[SOURCE MATERIAL]
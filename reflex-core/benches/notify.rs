//! Benchmarks for the track/notify path
//!
//! Run with: cargo bench

use std::cell::Cell;
use std::rc::Rc;

use criterion::{black_box, criterion_group, criterion_main, BenchmarkId, Criterion};
use reflex_core::{computed, create_effect, reactive, EffectOptions, Object, Value};

// =============================================================================
// WRAPPER BENCHMARKS
// =============================================================================

fn bench_untracked_get(c: &mut Criterion) {
    let state = reactive(&Object::record([("count", 0)]));
    c.bench_function("untracked_get", |b| b.iter(|| black_box(state.get("count"))));
}

fn bench_set_with_subscribers(c: &mut Criterion) {
    let mut group = c.benchmark_group("set_with_subscribers");
    for subscribers in [1usize, 10, 100] {
        let state = reactive(&Object::record([("count", 0)]));
        let runs = Rc::new(Cell::new(0u64));
        let effects: Vec<_> = (0..subscribers)
            .map(|_| {
                let reader = state.clone();
                let runs = runs.clone();
                create_effect(
                    move || {
                        reader.get("count");
                        runs.set(runs.get() + 1);
                    },
                    EffectOptions::default(),
                )
            })
            .collect();

        group.bench_with_input(
            BenchmarkId::from_parameter(subscribers),
            &subscribers,
            |b, _| {
                let mut n = 0;
                b.iter(|| {
                    n += 1;
                    state.set("count", n).ok();
                })
            },
        );
        drop(effects);
    }
    group.finish();
}

fn bench_sequence_push(c: &mut Criterion) {
    c.bench_function("sequence_push", |b| {
        b.iter(|| {
            let list = reactive(&Object::sequence(Vec::<Value>::new()));
            for i in 0..100 {
                list.push(i).ok();
            }
            black_box(list.raw().len())
        })
    });
}

// =============================================================================
// COMPUTED BENCHMARKS
// =============================================================================

fn bench_computed_invalidate_and_read(c: &mut Criterion) {
    let state = reactive(&Object::record([("count", 0)]));
    let source = state.clone();
    let doubled = computed(move || source.get("count").as_f64().unwrap_or(0.0) * 2.0);

    c.bench_function("computed_invalidate_and_read", |b| {
        let mut n = 0;
        b.iter(|| {
            n += 1;
            state.set("count", n).ok();
            black_box(doubled.get())
        })
    });
}

criterion_group!(
    benches,
    bench_untracked_get,
    bench_set_with_subscribers,
    bench_sequence_push,
    bench_computed_invalidate_and_read,
);
criterion_main!(benches);
//! Error types for write operations on wrapped targets.
//!
//! Reads never fail: a read with no active computation simply skips tracking
//! and a read of the wrong shape yields [`Value::Undefined`](crate::Value).
//! Writes report refusals through [`ReactiveError`].

use thiserror::Error;

use crate::proxy::TargetKind;

/// Reasons a write through a wrapper was refused.
///
/// A refused write never touches the underlying target.
#[derive(Debug, Clone, PartialEq, Eq, Error)]
pub enum ReactiveError {
    /// The wrapper was created readonly.
    #[error("cannot write `{key}`: target is readonly")]
    Readonly { key: String },

    /// The operation does not exist for this kind of target,
    /// e.g. `push` on a set.
    #[error("`{operation}` is not supported on a {kind} target")]
    Unsupported {
        operation: &'static str,
        kind: TargetKind,
    },

    /// A sequence length that is negative, not an integer or too large.
    #[error("invalid sequence length: {0}")]
    InvalidLength(String),

    /// A sequence write too far past the end to pad densely.
    #[error("sequence index {index} is out of range (maximum length {max})")]
    IndexOutOfRange { index: usize, max: usize },
}

impl ReactiveError {
    pub(crate) fn readonly(key: impl Into<String>) -> Self {
        let key = key.into();
        tracing::warn!(%key, "write refused: target is readonly");
        Self::Readonly { key }
    }

    pub(crate) fn unsupported(operation: &'static str, kind: TargetKind) -> Self {
        Self::Unsupported { operation, kind }
    }
}

/// Result alias used by every fallible write.
pub type Result<T, E = ReactiveError> = std::result::Result<T, E>;

#[cfg(test)]
mod tests {
    use super::*;

    #[test]
    fn messages_name_the_key_and_kind() {
        let err = ReactiveError::readonly("count");
        assert_eq!(err.to_string(), "cannot write `count`: target is readonly");

        let err = ReactiveError::unsupported("push", TargetKind::Set);
        assert_eq!(err.to_string(), "`push` is not supported on a set target");

        let err = ReactiveError::IndexOutOfRange { index: 20, max: 16 };
        assert_eq!(err.to_string(), "sequence index 20 is out of range (maximum length 16)");
    }
}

[YOUR INSTRUCTIONS] Take from the material every line that holds "state".

[TASK OUTPUT]
    let state = reactive(&Object::record([("count", 0)]));
    c.bench_function("untracked_get", |b| b.iter(|| black_box(state.get("count"))));
        let state = reactive(&Object::record([("count", 0)]));
                let reader = state.clone();
                    state.set("count", n).ok();
    let state = reactive(&Object::record([("count", 0)]));
    let source = state.clone();
            state.set("count", n).ok();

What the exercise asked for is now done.